I am a Staff Research Scientist at Visa Research where
I work on Cryptography and Secure Computation. My primary research interest is the development and applications of efficient methods for computing on encrypted data.
Most notably is the notion of being able to compute on encrypted data and the area of research known as Secure Computation:
A group of distrusting parties wish to compute a function on their private data sets. The parties should learn the output of the function but no additional information about the data sets themselves without using a trusted third party.
Below is a collection of my recent blog posts and publications.
Peter Rindal & Mike Rosulek ~ eprint/2017/769 ~ CCS’17
Private set intersection (PSI) allows two parties, who each hold a set of items, to compute the intersection of those sets without revealing anything about other items. Recent advances in PSI have significantly improved its performance for the case of semi-honest security, making semi-honest PSI a practical alternative to insecure methods for computing intersections. However, the semi-honest security model is not always a good fit for real-world problems.
In this work, we introduce a new PSI protocol that is secure in the presence of malicious adversaries. Our protocol is based entirely on fast symmetric-key primitives and inherits important techniques from state-of-the-art protocols in the semi-honest setting. Our novel technique to strengthen the protocol for malicious adversaries is inspired by the dual execution technique of Mohassel & Franklin (PKC 2006). Our protocol is optimized for the random-oracle model, but can also be realized (with a performance penalty) in the standard model.
We demonstrate our protocol’s practicality with a prototype implementation. To securely compute the intersection of two sets of size 220
requires only 13 seconds with our protocol, which is ∼12× faster than the previous best malicious-secure protocol (Rindal & Rosulek, Eurocrypt 2017), and only 3× slower than the best semi-honest protocol (Kolesnikov et al., CCS 2016).
Peter Rindal & Roberto Trifiletti ~ eprint/2017/407
In this paper we present SplitCommit, a portable and efficient C++ implementation of the recent additively homomorphic commmitment scheme of Frederiksen et al. [FJNT16]. We describe numerous optimizations that go into engineering such an implementation, including highly optimized general purpose bit-matrix transposition and efficient ECC encoding given the associated generator matrix. We also survey and analyze in detail the applicability of [FJNT16] and include a detailed comparison to the canonical (non-homomorphic) commitment scheme based on a Random Oracle. We include performance benchmarks of the implementation in various network setting, for instance on a 10 Gbps LAN we achieve amortized commitment and decommitment running times of 0.65μs and 0.27μs, respectively. Finally we also include an extensive tutorial on how to use the library.
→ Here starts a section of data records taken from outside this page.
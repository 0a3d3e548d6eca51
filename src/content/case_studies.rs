//! Case-study registry for the portfolio modal.
//!
//! Studies are authored as structured records in
//! `content/case_studies.json` and rendered once, at load time, into the
//! HTML fragment the modal shows. The fragment is built as a Markdown event
//! stream, so record text is only ever a text event and is HTML-escaped,
//! never parsed as Markdown.

#[cfg(test)]
#[path = "case_studies_test.rs"]
mod case_studies_test;

use std::collections::HashMap;

use pulldown_cmark::{Event, HeadingLevel, Tag, TagEnd, html};
use serde::Deserialize;

use crate::error::{Result, SiteError};

const BUILTIN_CASE_STUDIES: &str = include_str!("../../content/case_studies.json");

/// One label/value line of a study's technology stack.
#[derive(Clone, Debug, Deserialize, PartialEq, Eq)]
#[serde(deny_unknown_fields)]
pub struct Technology {
    pub label: String,
    pub value: String,
}

/// A case study as authored.
#[derive(Clone, Debug, Deserialize, PartialEq, Eq)]
#[serde(deny_unknown_fields)]
pub struct CaseStudyRecord {
    pub id: String,
    pub title: String,
    pub overview: String,
    #[serde(default)]
    pub features: Vec<String>,
    #[serde(default)]
    pub technologies: Vec<Technology>,
    pub results: String,
}

/// A case study ready for display.
#[derive(Clone, Debug, PartialEq, Eq)]
pub struct CaseStudy {
    pub id: String,
    pub title: String,
    pub content_html: String,
}

impl From<&CaseStudyRecord> for CaseStudy {
    fn from(record: &CaseStudyRecord) -> Self {
        Self { id: record.id.clone(), title: record.title.clone(), content_html: render_content(record) }
    }
}

/// Immutable id → case study mapping.
#[derive(Clone, Debug, Default)]
pub struct CaseStudyRegistry {
    studies: HashMap<String, CaseStudy>,
}

impl CaseStudyRegistry {
    /// Studies shipped with the site.
    pub fn builtin() -> Result<Self> {
        Self::from_json(BUILTIN_CASE_STUDIES)
    }

    pub fn from_json(raw: &str) -> Result<Self> {
        let records: Vec<CaseStudyRecord> = serde_json::from_str(raw)?;
        Self::from_records(&records)
    }

    pub fn from_records(records: &[CaseStudyRecord]) -> Result<Self> {
        let mut studies = HashMap::with_capacity(records.len());
        for record in records {
            if record.id.trim().is_empty() {
                return Err(SiteError::Content(format!("study titled {:?} has an empty id", record.title)));
            }
            if record.title.trim().is_empty() {
                return Err(SiteError::Content(format!("study {:?} has an empty title", record.id)));
            }
            if studies.insert(record.id.clone(), CaseStudy::from(record)).is_some() {
                return Err(SiteError::Content(format!("duplicate study id {:?}", record.id)));
            }
        }
        Ok(Self { studies })
    }

    #[must_use]
    pub fn get(&self, id: &str) -> Option<&CaseStudy> {
        self.studies.get(id)
    }

    #[must_use]
    pub fn contains(&self, id: &str) -> bool {
        self.studies.contains_key(id)
    }

    /// Known ids, sorted.
    #[must_use]
    pub fn ids(&self) -> Vec<&str> {
        let mut ids: Vec<&str> = self.studies.keys().map(String::as_str).collect();
        ids.sort_unstable();
        ids
    }

    #[must_use]
    pub fn len(&self) -> usize {
        self.studies.len()
    }

    #[must_use]
    pub fn is_empty(&self) -> bool {
        self.studies.is_empty()
    }
}

/// Render a record's body (everything but the title) to an HTML fragment.
#[must_use]
pub fn render_content(record: &CaseStudyRecord) -> String {
    let mut events: Vec<Event<'_>> = Vec::new();
    section(&mut events, "Project Overview");
    paragraph(&mut events, &record.overview);

    if !record.features.is_empty() {
        section(&mut events, "Key Features");
        events.push(Event::Start(Tag::List(None)));
        for feature in &record.features {
            events.push(Event::Start(Tag::Item));
            events.push(Event::Text(feature.as_str().into()));
            events.push(Event::End(TagEnd::Item));
        }
        events.push(Event::End(TagEnd::List(false)));
    }

    if !record.technologies.is_empty() {
        section(&mut events, "Technologies Used");
        for tech in &record.technologies {
            events.push(Event::Start(Tag::Paragraph));
            events.push(Event::Start(Tag::Strong));
            events.push(Event::Text(format!("{}:", tech.label).into()));
            events.push(Event::End(TagEnd::Strong));
            events.push(Event::Text(format!(" {}", tech.value).into()));
            events.push(Event::End(TagEnd::Paragraph));
        }
    }

    section(&mut events, "Results");
    paragraph(&mut events, &record.results);

    let mut out = String::new();
    html::push_html(&mut out, events.into_iter());
    out
}

fn section<'a>(events: &mut Vec<Event<'a>>, heading: &'a str) {
    let level = HeadingLevel::H3;
    events.push(Event::Start(Tag::Heading { level, id: None, classes: Vec::new(), attrs: Vec::new() }));
    events.push(Event::Text(heading.into()));
    events.push(Event::End(TagEnd::Heading(level)));
}

fn paragraph<'a>(events: &mut Vec<Event<'a>>, text: &'a str) {
    events.push(Event::Start(Tag::Paragraph));
    events.push(Event::Text(text.into()));
    events.push(Event::End(TagEnd::Paragraph));
}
Hao Chen and Kim Laine and Peter Rindal ~ eprint/2017/299 ~ CCS’17
Private Set Intersection (PSI) is a cryptographic technique that allows two parties to compute the intersection of their sets without revealing anything except the intersection. We use fully homomorphic encryption to construct a fast PSI protocol with a small communication overhead that works particularly well when one of the two sets is much smaller than the other, and is secure against semi-honest adversaries.
More …
Melissa Chase, Ran Gilad-Bachrach, Kim Laine, Kristin Lauter & Peter Rindal ~ eprint/2017/762
Machine learning algorithms, such as neural networks, create better predictive models when having access to larger datasets. In many domains, such as medicine and finance, each institute has only access to limited amounts of data, and creating larger datasets typically requires collaboration. However, there are privacy related constraints on these collaborations for legal, ethical, and competitive reasons. In this work, we present a feasible protocol for learning neural networks in a collaborative way while preserving the privacy of each record. This is achieved by combining Differential Privacy and Secure Multi-Party Computation with Machine Learning.
Gizem S Cetin, Hao Chen, Kim Laine, Kristin Lauter, Peter Rindal & Yuhou Xia ~ eprint/2017/207 ~ BMC Medical Genomics’17 ~ iDash’16
One of the tasks in the iDASH Secure Genome Analysis Competition in 2016 was to demonstrate the feasibility of privacy-preserving queries on homomorphically encrypted genomic data. More precisely, given a list of up to 100,000 mutations, the task was to encrypt the data using homomorphic encryption in a way that allows it to be stored securely in the cloud, and enables the data owner to query the dataset for the presence of specific mutations, without revealing any information about the dataset or the queries to the cloud. We devise a novel string matching protocol that works particularly nicely with homomorphically encrypted data, and show how it yields an efficient solution to the competition task. The protocol we describe is also of independent interest to the homomorphic encryption community, as it can be applied just as well to any kind of data.